Limitations on punishment and availability of excuse, which should provide key safeguards in the criminal system, can instead pose major obstacles to the administration of justice. The decision in State v. Norman illustrates two problems: first, a logical problem with implications of principle and rationale; and second, a problem of unjustified punishment. In Norman, the defendant suffered battered woman syndrome, resulting from years of physical abuse by her husband, the deceased. Throughout 20 years of their marriage, the husband abused alcohol. After he got drunk, he frequently assaulted the defendant. He was also unemployed most of the time, so he coerced her into prostitution with violence. On a few occasions, the husband humiliated the defendant by forcing her to bark like a dog and then eat pet food out of a pet’s bowl. The abuse culminated in a severe beating that led her to call the police, who refused to arrest the husband unless she filed a complaint. She feared that her husband would kill her if she got him arrested. Right after the police left, she attempted suicide by swallowing a bottle of pills. When paramedics came to her aid, her husband intervened, insisting that they let her die. Next day, after the defendant was released from the hospital, she went to social service to sign up for welfare, so she can stop prostituting. Her husband followed her there, dragged her home, threatened to kill her, and continued his abuse with more punching, kicking, and cigarette burns. That evening, the defendant shot her sleeping husband to death. When asked why she killed her husband, she said “I was scared when he took me to the truck stop that night (to prostitute) it was going to be worse than he had ever been … even if it means going to prison[,] [i]t's better than living in that. That's worse hell than anything.”

A Logical Problem

In North Carolina, a jury may acquit a defendant on the grounds of perfect self defense when, at the time of the killing, the defendant believed that it was necessary to kill the victim to save herself from “imminent death or great bodily harm.”. In Norman, the court defined “imminent” as “immediate danger, such as must be instantly met, such as cannot be guarded against by calling for the assistance of others or the protection of the law.” The decision, then, in endorsing this definition, interpreted the “danger being instantly met” as the danger being instant in fact, which are the threat imposed by the husband’s action at that particular moment. Since the husband was sleeping, the court found that no imminent danger was present and rejected self-defense. A more sensible approach in granting the self defense, if “imminent” is to be defined by how instantly a danger must be responded to, is to focus on the defendant. The inquiry should be into the defendant's perception of the necessity of her own imminent action, rather than the actions that the husband would take at that particular moment. The question should have at least gone to the jury, who could have found that the defendant believed her instantaneous action was necessary to meet the danger the abusive husband presented and her belief was reasonable because it was foreseeable that the husband would force her to prostitute and inflict serious bodily injury on her the same night. While this standard would not extend the defense to any defendant who thought that death was inevitable at some indeterminate future point, it would extend it to those for whom the necessity to act in that moment was essential for survival.

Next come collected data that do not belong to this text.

use std::fmt;

use chrono::DateTime;
use chrono::Utc;
use uuid::Uuid;

use crate::domain::project::errors::ProjectContentError;
use crate::domain::project::errors::ProjectTypeError;

/// Project unique identifier type
#[derive(Debug, Clone, Copy, PartialEq, Eq, Hash)]
pub struct ProjectId(pub Uuid);

impl ProjectId {
    pub fn new() -> Self {
        Self(Uuid::new_v4())
    }
}

impl Default for ProjectId {
    fn default() -> Self {
        Self::new()
    }
}

impl fmt::Display for ProjectId {
    fn fmt(&self, f: &mut fmt::Formatter<'_>) -> fmt::Result {
        self.0.fmt(f)
    }
}

/// Portfolio category of a project, stored as 1, 2 or 3.
#[derive(Debug, Clone, Copy, PartialEq, Eq)]
pub struct ProjectType(u8);

impl ProjectType {
    pub fn value(&self) -> u8 {
        self.0
    }
}

impl TryFrom<i64> for ProjectType {
    type Error = ProjectTypeError;

    fn try_from(value: i64) -> Result<Self, Self::Error> {
        match value {
            1..=3 => Ok(Self(value as u8)),
            _ => Err(ProjectTypeError(Some(value))),
        }
    }
}

/// Portfolio project.
#[derive(Debug, Clone, PartialEq)]
pub struct Project {
    pub id: ProjectId,
    pub title: String,
    pub description: String,
    pub project_type: ProjectType,
    pub images: Vec<String>,
    pub created_at: DateTime<Utc>,
    pub end_date: Option<DateTime<Utc>>,
}

/// Command to create a project with validated content
#[derive(Debug, Clone)]
pub struct CreateProjectCommand {
    pub title: String,
    pub description: String,
    pub project_type: ProjectType,
    pub images: Vec<String>,
    pub end_date: Option<DateTime<Utc>>,
}

impl CreateProjectCommand {
    const MAX_TITLE_LENGTH: usize = 200;

    /// Validate raw project fields.
    ///
    /// # Arguments
    /// * `end_date` - RFC 3339 timestamp; blank means none
    ///
    /// # Errors
    /// * `MissingFields` - Title or description blank
    /// * `TitleTooLong` - Title over 200 characters
    /// * `InvalidEndDate` - End date does not parse
    pub fn new(
        title: Option<String>,
        description: Option<String>,
        project_type: ProjectType,
        images: Vec<String>,
        end_date: Option<String>,
    ) -> Result<Self, ProjectContentError> {
        let title = title.map(|t| t.trim().to_string()).unwrap_or_default();
        let description = description
            .map(|d| d.trim().to_string())
            .unwrap_or_default();

        if title.is_empty() || description.is_empty() {
            return Err(ProjectContentError::MissingFields);
        }

        let length = title.chars().count();
        if length > Self::MAX_TITLE_LENGTH {
            return Err(ProjectContentError::TitleTooLong {
                max: Self::MAX_TITLE_LENGTH,
                actual: length,
            });
        }

        let end_date = match end_date.as_deref().map(str::trim) {
            None | Some("") => None,
            Some(raw) => Some(
                DateTime::parse_from_rfc3339(raw)
                    .map(|date| date.with_timezone(&Utc))
                    .map_err(|_| ProjectContentError::InvalidEndDate(raw.to_string()))?,
            ),
        };

        Ok(Self {
            title,
            description,
            project_type,
            images: images
                .into_iter()
                .map(|url| url.trim().to_string())
                .filter(|url| !url.is_empty())
                .collect(),
            end_date,
        })
    }
}

#[cfg(test)]
mod tests {
    use super::*;

    #[test]
    fn test_project_type_accepts_one_to_three() {
        for value in 1..=3 {
            assert_eq!(ProjectType::try_from(value).unwrap().value(), value as u8);
        }
    }

    #[test]
    fn test_project_type_rejects_out_of_range() {
        for value in [0, 4, -1, 300] {
            let err = ProjectType::try_from(value).unwrap_err();
            assert_eq!(err.to_string(), "Invalid project type. Must be 1, 2, or 3.");
        }
    }

    #[test]
    fn test_create_command_parses_end_date() {
        let command = CreateProjectCommand::new(
            Some("Folio".to_string()),
            Some("Portfolio site".to_string()),
            ProjectType::try_from(2).unwrap(),
            vec!["https://img/a.png".to_string(), " ".to_string()],
            Some("2024-06-30T00:00:00Z".to_string()),
        )
        .unwrap();

        assert_eq!(command.images, vec!["https://img/a.png".to_string()]);
        assert_eq!(
            command.end_date.map(|d| d.to_rfc3339()),
            Some("2024-06-30T00:00:00+00:00".to_string())
        );
    }

    #[test]
    fn test_create_command_rejects_bad_input() {
        let project_type = ProjectType::try_from(1).unwrap();

        assert_eq!(
            CreateProjectCommand::new(None, Some("d".to_string()), project_type, vec![], None)
                .unwrap_err(),
            ProjectContentError::MissingFields
        );
        assert!(matches!(
            CreateProjectCommand::new(
                Some("t".to_string()),
                Some("d".to_string()),
                project_type,
                vec![],
                Some("next tuesday".to_string()),
            ),
            Err(ProjectContentError::InvalidEndDate(_))
        ));
    }
}
use axum::extract::Query;
use axum::extract::State;
use axum::http::StatusCode;
use serde::Deserialize;

use super::enriched_list;
use super::EnrichedBlogData;
use crate::domain::blog::models::SearchQuery;
use crate::inbound::http::handlers::ApiError;
use crate::inbound::http::handlers::ApiSuccess;
use crate::inbound::http::router::AppState;

pub async fn search_blogs(
    State(state): State<AppState>,
    Query(params): Query<SearchParams>,
) -> Result<ApiSuccess<Vec<EnrichedBlogData>>, ApiError> {
    let query = SearchQuery::new(params.q)?;
    let blogs = state.blog_service.search_blogs(&query).await?;

    Ok(ApiSuccess::new(StatusCode::OK, enriched_list(&blogs)))
}

#[derive(Debug, Clone, PartialEq, Eq, Deserialize)]
pub struct SearchParams {
    q: Option<String>,
}
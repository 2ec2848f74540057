use std::sync::Arc;

use async_trait::async_trait;
use auth::AuthenticationError;
use auth::Authenticator;
use chrono::Utc;

use crate::domain::user::models::ImageUpload;
use crate::domain::user::models::LoginCommand;
use crate::domain::user::models::RegisterUserCommand;
use crate::domain::user::models::Session;
use crate::domain::user::models::UpdateProfileCommand;
use crate::domain::user::models::User;
use crate::domain::user::models::UserId;
use crate::user::errors::UserError;
use crate::user::ports::ImageStore;
use crate::user::ports::UserRepository;
use crate::user::ports::UserServicePort;

/// Domain service implementation for user operations.
///
/// Owns the credential rules: uniform hashing for every role, global email
/// uniqueness, role-scoped login.
pub struct UserService<UR, IS>
where
    UR: UserRepository,
    IS: ImageStore,
{
    repository: Arc<UR>,
    image_store: Arc<IS>,
    authenticator: Arc<Authenticator>,
}

impl<UR, IS> UserService<UR, IS>
where
    UR: UserRepository,
    IS: ImageStore,
{
    /// Create a new user service with injected dependencies.
    ///
    /// # Arguments
    /// * `repository` - User persistence implementation
    /// * `image_store` - Image host used for profile pictures
    /// * `authenticator` - Password hashing and token issuance
    pub fn new(
        repository: Arc<UR>,
        image_store: Arc<IS>,
        authenticator: Arc<Authenticator>,
    ) -> Self {
        Self {
            repository,
            image_store,
            authenticator,
        }
    }

    async fn require_user(&self, id: &UserId) -> Result<User, UserError> {
        self.repository
            .find_by_id(id)
            .await?
            .ok_or(UserError::NotFound(id.to_string()))
    }
}

#[async_trait]
impl<UR, IS> UserServicePort for UserService<UR, IS>
where
    UR: UserRepository,
    IS: ImageStore,
{
    async fn register(&self, command: RegisterUserCommand) -> Result<User, UserError> {
        if self
            .repository
            .find_by_email(&command.email)
            .await?
            .is_some()
        {
            return Err(UserError::EmailAlreadyExists(
                command.email.as_str().to_string(),
            ));
        }

        let authenticator = Arc::clone(&self.authenticator);
        let password = command.password;
        let password_hash =
            tokio::task::spawn_blocking(move || authenticator.hash_password(&password))
                .await
                .map_err(|e| UserError::Hashing(e.to_string()))?
                .map_err(|e| UserError::Hashing(e.to_string()))?;

        let user = User {
            id: UserId::new(),
            name: command.name,
            email: command.email,
            password_hash,
            role: command.role,
            profile_picture: None,
            description: None,
            address: None,
            created_at: Utc::now(),
        };

        let created_user = self.repository.create(user).await?;
        tracing::info!(
            user_id = %created_user.id,
            role = %created_user.role,
            "Account registered"
        );

        Ok(created_user)
    }

    async fn login(&self, command: LoginCommand) -> Result<Session, UserError> {
        let user = self
            .repository
            .find_by_email(&command.email)
            .await?
            .filter(|user| user.role == command.role)
            .ok_or(UserError::InvalidCredentials)?;

        // Argon2 runs on the blocking pool.
        let authenticator = Arc::clone(&self.authenticator);
        let password = command.password;
        let password_hash = user.password_hash.clone();
        let (user_id, role) = (user.id, user.role);
        let result = tokio::task::spawn_blocking(move || {
            authenticator.authenticate(&password, &password_hash, user_id, role)
        })
        .await
        .map_err(|e| UserError::Hashing(e.to_string()))?
        .map_err(|e| match e {
            AuthenticationError::InvalidCredentials => UserError::InvalidCredentials,
            AuthenticationError::PasswordError(err) => {
                tracing::error!(
                    user_id = %user_id,
                    error = %err,
                    "Stored password is not a valid hash"
                );
                UserError::InvalidCredentials
            }
            AuthenticationError::JwtError(err) => UserError::TokenIssue(err.to_string()),
        })?;

        Ok(Session {
            user,
            token: result.access_token,
        })
    }

    async fn get_user(&self, id: &UserId) -> Result<User, UserError> {
        self.require_user(id).await
    }

    async fn list_users(&self) -> Result<Vec<User>, UserError> {
        self.repository.list_all().await
    }

    async fn update_profile(
        &self,
        id: &UserId,
        command: UpdateProfileCommand,
    ) -> Result<User, UserError> {
        let mut user = self.require_user(id).await?;
        command.apply(&mut user);

        self.repository.update_profile(user).await
    }

    async fn upload_profile_picture(
        &self,
        id: &UserId,
        upload: ImageUpload,
    ) -> Result<User, UserError> {
        let mut user = self.require_user(id).await?;

        let url = self.image_store.upload(upload).await.map_err(|e| {
            tracing::error!(user_id = %id, error = %e, "Profile picture upload failed");
            UserError::from(e)
        })?;

        UpdateProfileCommand {
            profile_picture: Some(url),
            ..Default::default()
        }
        .apply(&mut user);

        self.repository.update_profile(user).await
    }

    async fn delete_user(&self, id: &UserId) -> Result<(), UserError> {
        self.repository.delete(id).await?;
        tracing::info!(user_id = %id, "User deleted");

        Ok(())
    }
}
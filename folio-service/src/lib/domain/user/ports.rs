use async_trait::async_trait;

use crate::domain::user::models::ImageUpload;
use crate::domain::user::models::LoginCommand;
use crate::domain::user::models::RegisterUserCommand;
use crate::domain::user::models::Session;
use crate::domain::user::models::UpdateProfileCommand;
use crate::domain::user::models::User;
use crate::domain::user::models::UserId;
use crate::user::errors::ImageStoreError;
use crate::user::errors::UserError;
use crate::user::models::EmailAddress;

/// Port for user domain service operations.
#[async_trait]
pub trait UserServicePort: Send + Sync + 'static {
    /// Register a new account of any role.
    ///
    /// # Errors
    /// * `EmailAlreadyExists` - Any account already uses this email
    /// * `Hashing` - Password hashing failed
    /// * `DatabaseError` - Database operation failed
    async fn register(&self, command: RegisterUserCommand) -> Result<User, UserError>;

    /// Verify credentials for the requested role and issue a token.
    ///
    /// # Errors
    /// * `InvalidCredentials` - Unknown email, role mismatch, or wrong password
    /// * `TokenIssue` - Token generation failed
    /// * `DatabaseError` - Database operation failed
    async fn login(&self, command: LoginCommand) -> Result<Session, UserError>;

    /// Retrieve user by unique identifier.
    ///
    /// # Errors
    /// * `NotFound` - User does not exist
    /// * `DatabaseError` - Database operation failed
    async fn get_user(&self, id: &UserId) -> Result<User, UserError>;

    /// Retrieve every user.
    async fn list_users(&self) -> Result<Vec<User>, UserError>;

    /// Apply a partial profile update.
    ///
    /// # Errors
    /// * `NotFound` - User does not exist
    /// * `DatabaseError` - Database operation failed
    async fn update_profile(
        &self,
        id: &UserId,
        command: UpdateProfileCommand,
    ) -> Result<User, UserError>;

    /// Push an image to the image host and store its URL as the profile picture.
    ///
    /// # Errors
    /// * `NotFound` - User does not exist
    /// * `ImageStore` - Image host failed
    /// * `DatabaseError` - Database operation failed
    async fn upload_profile_picture(
        &self,
        id: &UserId,
        upload: ImageUpload,
    ) -> Result<User, UserError>;

    /// Delete a user. Blogs created by the user are left in place.
    ///
    /// # Errors
    /// * `NotFound` - User does not exist
    /// * `DatabaseError` - Database operation failed
    async fn delete_user(&self, id: &UserId) -> Result<(), UserError>;
}

/// Persistence operations for user aggregate.
#[async_trait]
pub trait UserRepository: Send + Sync + 'static {
    /// Persist new user to storage.
    ///
    /// # Errors
    /// * `EmailAlreadyExists` - Unique index on email was violated
    /// * `DatabaseError` - Database operation failed
    async fn create(&self, user: User) -> Result<User, UserError>;

    /// Retrieve user by identifier.
    async fn find_by_id(&self, id: &UserId) -> Result<Option<User>, UserError>;

    /// Retrieve user by (normalised) email address.
    async fn find_by_email(&self, email: &EmailAddress) -> Result<Option<User>, UserError>;

    /// Retrieve all users, newest first.
    async fn list_all(&self) -> Result<Vec<User>, UserError>;

    /// Retrieve multiple users by identifiers.
    ///
    /// Missing IDs are skipped without error.
    async fn find_by_ids(&self, ids: &[UserId]) -> Result<Vec<User>, UserError>;

    /// Write profile fields (description, address, profile picture).
    ///
    /// # Errors
    /// * `NotFound` - User does not exist
    /// * `DatabaseError` - Database operation failed
    async fn update_profile(&self, user: User) -> Result<User, UserError>;

    /// Remove user from storage.
    ///
    /// # Errors
    /// * `NotFound` - User does not exist
    /// * `DatabaseError` - Database operation failed
    async fn delete(&self, id: &UserId) -> Result<(), UserError>;
}

/// External image hosting.
#[async_trait]
pub trait ImageStore: Send + Sync + 'static {
    /// Store an image and return its durable public URL.
    ///
    /// # Errors
    /// * `RequestFailed` - Host unreachable
    /// * `Rejected` - Host answered with a non-success status
    /// * `InvalidResponse` - Success response without a URL
    async fn upload(&self, upload: ImageUpload) -> Result<String, ImageStoreError>;
}
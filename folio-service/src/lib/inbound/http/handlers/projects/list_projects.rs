use axum::extract::State;
use axum::http::StatusCode;

use super::ProjectResponseData;
use crate::inbound::http::handlers::ApiError;
use crate::inbound::http::handlers::ApiSuccess;
use crate::inbound::http::router::AppState;

pub async fn list_projects(
    State(state): State<AppState>,
) -> Result<ApiSuccess<Vec<ProjectResponseData>>, ApiError> {
    let projects = state.project_service.list_projects().await?;

    Ok(ApiSuccess::new(
        StatusCode::OK,
        projects.iter().map(ProjectResponseData::from).collect(),
    ))
}
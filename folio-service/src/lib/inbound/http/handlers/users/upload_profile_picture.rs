use axum::extract::Multipart;
use axum::extract::State;
use axum::http::StatusCode;
use axum::Extension;

use super::UserResponseData;
use crate::domain::user::models::ImageUpload;
use crate::inbound::http::handlers::ApiError;
use crate::inbound::http::handlers::ApiSuccess;
use crate::inbound::http::middleware::AuthenticatedUser;
use crate::inbound::http::router::AppState;
use crate::user::errors::UploadError;
use crate::user::errors::UserError;

/// Multipart field carrying the image.
pub const PROFILE_PICTURE_FIELD: &str = "profilePicture";

pub async fn upload_profile_picture(
    State(state): State<AppState>,
    Extension(caller): Extension<AuthenticatedUser>,
    mut multipart: Multipart,
) -> Result<ApiSuccess<UserResponseData>, ApiError> {
    let mut upload = None;

    while let Some(field) = multipart
        .next_field()
        .await
        .map_err(|e| ApiError::BadRequest(e.body_text()))?
    {
        if field.name() != Some(PROFILE_PICTURE_FIELD) {
            continue;
        }

        let file_name = field.file_name().map(str::to_string);
        let content_type = field.content_type().map(str::to_string);
        let bytes = field
            .bytes()
            .await
            .map_err(|e| ApiError::BadRequest(e.body_text()))?;

        upload = Some(
            ImageUpload::new(
                file_name,
                content_type,
                bytes.to_vec(),
                state.max_upload_bytes,
            )
            .map_err(UserError::from)?,
        );
        break;
    }

    let upload = upload.ok_or(UserError::InvalidUpload(UploadError::Missing))?;

    state
        .user_service
        .upload_profile_picture(&caller.user_id, upload)
        .await
        .map_err(ApiError::from)
        .map(|ref user| ApiSuccess::new(StatusCode::OK, user.into()))
}
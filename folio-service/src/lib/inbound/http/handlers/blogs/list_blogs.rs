use axum::extract::State;
use axum::http::StatusCode;

use super::enriched_list;
use super::EnrichedBlogData;
use crate::inbound::http::handlers::ApiError;
use crate::inbound::http::handlers::ApiSuccess;
use crate::inbound::http::router::AppState;

pub async fn list_blogs(
    State(state): State<AppState>,
) -> Result<ApiSuccess<Vec<EnrichedBlogData>>, ApiError> {
    let blogs = state.blog_service.list_blogs().await?;

    Ok(ApiSuccess::new(StatusCode::OK, enriched_list(&blogs)))
}
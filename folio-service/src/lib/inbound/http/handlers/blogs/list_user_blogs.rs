use axum::extract::Path;
use axum::extract::State;
use axum::http::StatusCode;

use super::enriched_list;
use super::EnrichedBlogData;
use crate::domain::user::models::UserId;
use crate::inbound::http::handlers::ApiError;
use crate::inbound::http::handlers::ApiSuccess;
use crate::inbound::http::router::AppState;

pub async fn list_user_blogs(
    State(state): State<AppState>,
    Path(user_id): Path<String>,
) -> Result<ApiSuccess<Vec<EnrichedBlogData>>, ApiError> {
    let user_id = UserId::from_string(&user_id).map_err(|e| ApiError::BadRequest(e.to_string()))?;

    let blogs = state.blog_service.list_user_blogs(&user_id).await?;

    Ok(ApiSuccess::new(StatusCode::OK, enriched_list(&blogs)))
}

A Problem of Underlying Principle

Subjective and Objective Standards

The majority argued that a rule permitting a self defense instruction without an immediate threat of violence by the victim would unjustly determine cases based on “purely subjective speculation” . Such a concern can be eliminated by an objective reasonable person standard in the defendant’s position, without going so far as asserting that a subjective belief of future threat is sufficient for self defense. Could not a reasonable person in her situation have believed, given the years of abuse which the defendant had suffered, that if she failed to act on that very die, she would die or suffer serious bodily injury? The appropriate standard should ask a reasonable person, from the defendant’s view of the extrinsic circumstances, to determine the necessity of immediate action to save her own life at the expense of her abuser’s . Even to an objective viewer, a battered woman who made a reasonable decision to kill her husband under a reasonable belief that she had no other alternative and that if she did not act he would kill her should have a complete defense to a homicide charge.

Dangerous Precedent

What if we wait until the threat of death is instantly and physically imminent – say, a man is holding a woman down, with a gun to her head. In a case when a man holds physical, psychological and emotional power over a woman, and may be also more competent at executing the killing – isn’t the moment of imminence the moment when the woman no longer has any recourse whatsoever? Thus, the moment of imminence as instructed to a jury could be potentially temporally further away from the act of impending violence, when the circumstances so indicate. This is why the imminence should modify the need to act by the defendant and not the impending act in fact by the victim.

An Insupportable Result

Incarcerating women like Ms. Norman fails in every common justification for punishment. If we believe in retribution in one sense, what kind of debt is Ms. Norman repaying, by serving time in prison, for taking the life of someone who essentially destroyed her own? If we believe in retribution in another sense, who among us would call her a moral monster? If we believe in utilitarianism, there will be no deterrent value to her punishment, as she acted in a unique situation which will either a) never be repeated or b) likely result in similar behavior if she once again found herself without alternatives to save her own life. She is not a dangerous woman by nature, but was dangerous towards a specific individual who brought a specific syndrome upon her, and thus does not need to be incapacitated for upholding a public sense of safety, real or imagined. Punishing Ms. Norman was without purpose or justification. It should not have stood then, and should not stand in similar cases now.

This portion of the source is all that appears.